Question

Calculate mL (4 sf) of 0.7500 M sodium hydroxide required to neutralize 35.00 mL of 0.7500 M phosphoric acid. Please input number as whole number not scientific notation

Answer 1

Answer:

105mL of 0.7500M of NaOH are required

Explanation:

Phosphoric acid, H₃PO₄, reacts with sodium hydroxide, NaOH, as follows:

H₃PO₄ + 3 NaOH → Na₃PO₄ + 3H₂O

Where 1 mole of phosphoric acid reacts with 3 moles of NaOH

To solve this question we must find, as first, the moles of H3PO4 that react. Using the chemical equation we can find the moles of NaOH required to neutralize this acid.
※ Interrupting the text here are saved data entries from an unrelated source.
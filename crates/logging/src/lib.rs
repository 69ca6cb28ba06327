#![warn(missing_docs)]

//! Shared logging helpers and CLI argument definitions for the MemeMeow workspace.
//!
//! - [`LogArgs`]: `--trace`, `--debug`, `--log-level`, `--log-filter`
//! - [`compute_spec`]: turn those flags (or `RUST_LOG`) into a crate-scoped filter
//! - [`init`]: install the fmt subscriber

use std::{env, io};

use clap::Args;
use tracing::debug;
use tracing_subscriber::{EnvFilter, fmt, prelude::*};

/// Logging controls for CLI apps.
#[derive(Debug, Clone, Default, Args)]
pub struct LogArgs {
    /// Set global log level to trace (our crates only)
    #[arg(long, conflicts_with_all = ["debug", "log_level", "log_filter"])]
    pub trace: bool,

    /// Set global log level to debug (our crates only)
    #[arg(long, conflicts_with_all = ["trace", "log_level", "log_filter"])]
    pub debug: bool,

    /// Set a single global log level for our crates (error|warn|info|debug|trace)
    #[arg(long)]
    pub log_level: Option<String>,

    /// Set an explicit tracing filter directive (overrides other flags)
    /// e.g. "meow_engine=trace,meow_gateway=debug"
    #[arg(long)]
    pub log_filter: Option<String>,
}

impl LogArgs {
    /// Final filter spec for these arguments.
    pub fn spec(&self) -> String {
        compute_spec(
            self.trace,
            self.debug,
            self.log_level.as_deref(),
            self.log_filter.as_deref(),
        )
    }
}

/// List of crate targets that constitute "our" logs.
pub fn our_crates() -> &'static [&'static str] {
    &[
        // App and core crates
        "mememeow",
        "meow_engine",
        "meow_gateway",
        "meow_protocol",
        // Utilities
        "keycode",
        "config",
        "logging",
    ]
}

/// Build a filter directive string that sets the same `level` for all of our crates.
///
/// Always includes `mrpc::connection=off` to suppress shutdown noise.
pub fn level_spec_for(level: &str) -> String {
    let lvl = level.to_ascii_lowercase();
    let mut parts: Vec<String> = our_crates()
        .iter()
        .map(|t| format!("{}={}", t, lvl))
        .collect();
    parts.push("mrpc::connection=off".to_string());
    parts.join(",")
}

/// Compute the final filter spec string with precedence:
/// - `log_filter`
/// - `trace`/`debug`/`log_level` (crate-scoped)
/// - `RUST_LOG` env (plus mrpc suppression if not present)
/// - default to crate-scoped `warn`, so command output stays readable
pub fn compute_spec(
    trace: bool,
    debug: bool,
    log_level: Option<&str>,
    log_filter: Option<&str>,
) -> String {
    if let Some(spec) = log_filter {
        return spec.to_string();
    }
    if trace {
        return level_spec_for("trace");
    }
    if debug {
        return level_spec_for("debug");
    }
    if let Some(lvl) = log_level {
        return level_spec_for(lvl);
    }
    match env::var("RUST_LOG") {
        Ok(spec) if spec.contains("mrpc::connection") => spec,
        Ok(spec) => format!("{},mrpc::connection=off", spec),
        Err(_) => level_spec_for("warn"),
    }
}

/// Create an `EnvFilter` from a spec string.
pub fn env_filter_from_spec(spec: &str) -> EnvFilter {
    EnvFilter::new(spec)
}

/// Install the global subscriber: env filter plus compact fmt output on
/// stderr. A second call is a no-op.
pub fn init(args: &LogArgs) {
    let spec = args.spec();
    let installed = tracing_subscriber::registry()
        .with(env_filter_from_spec(&spec))
        .with(fmt::layer().without_time().with_writer(io::stderr))
        .try_init()
        .is_ok();
    if installed {
        debug!(spec = %spec, "logging initialised");
    }
}

#[cfg(test)]
mod tests {
    use super::*;

    #[test]
    fn explicit_filter_wins() {
        assert_eq!(
            compute_spec(false, false, Some("info"), Some("meow_engine=trace")),
            "meow_engine=trace"
        );
    }

    #[test]
    fn level_flags_are_crate_scoped() {
        let spec = compute_spec(false, true, None, None);
        assert!(spec.contains("meow_engine=debug"));
        assert!(spec.contains("meow_gateway=debug"));
        assert!(spec.ends_with("mrpc::connection=off"));

        let spec = LogArgs {
            log_level: Some("INFO".into()),
            ..LogArgs::default()
        }
        .spec();
        assert!(spec.contains("mememeow=info"));
    }
}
And, with its concentration, we can find the volume oof NaOH required:

Moles H3PO4:

35.00mL = 0.03500L * (0.7500mol / L) = 0.2625 moles H3PO4

Moles NaOH:

0.2625 moles H3PO4 * (3mol NaOH / 1mol H3PO4) = 0.07875 moles NaOH

Volume NaOH:

0.07875 moles NaOH * (1L / 0.7500mol) = 0.105L =

105mL of 0.7500M of NaOH are required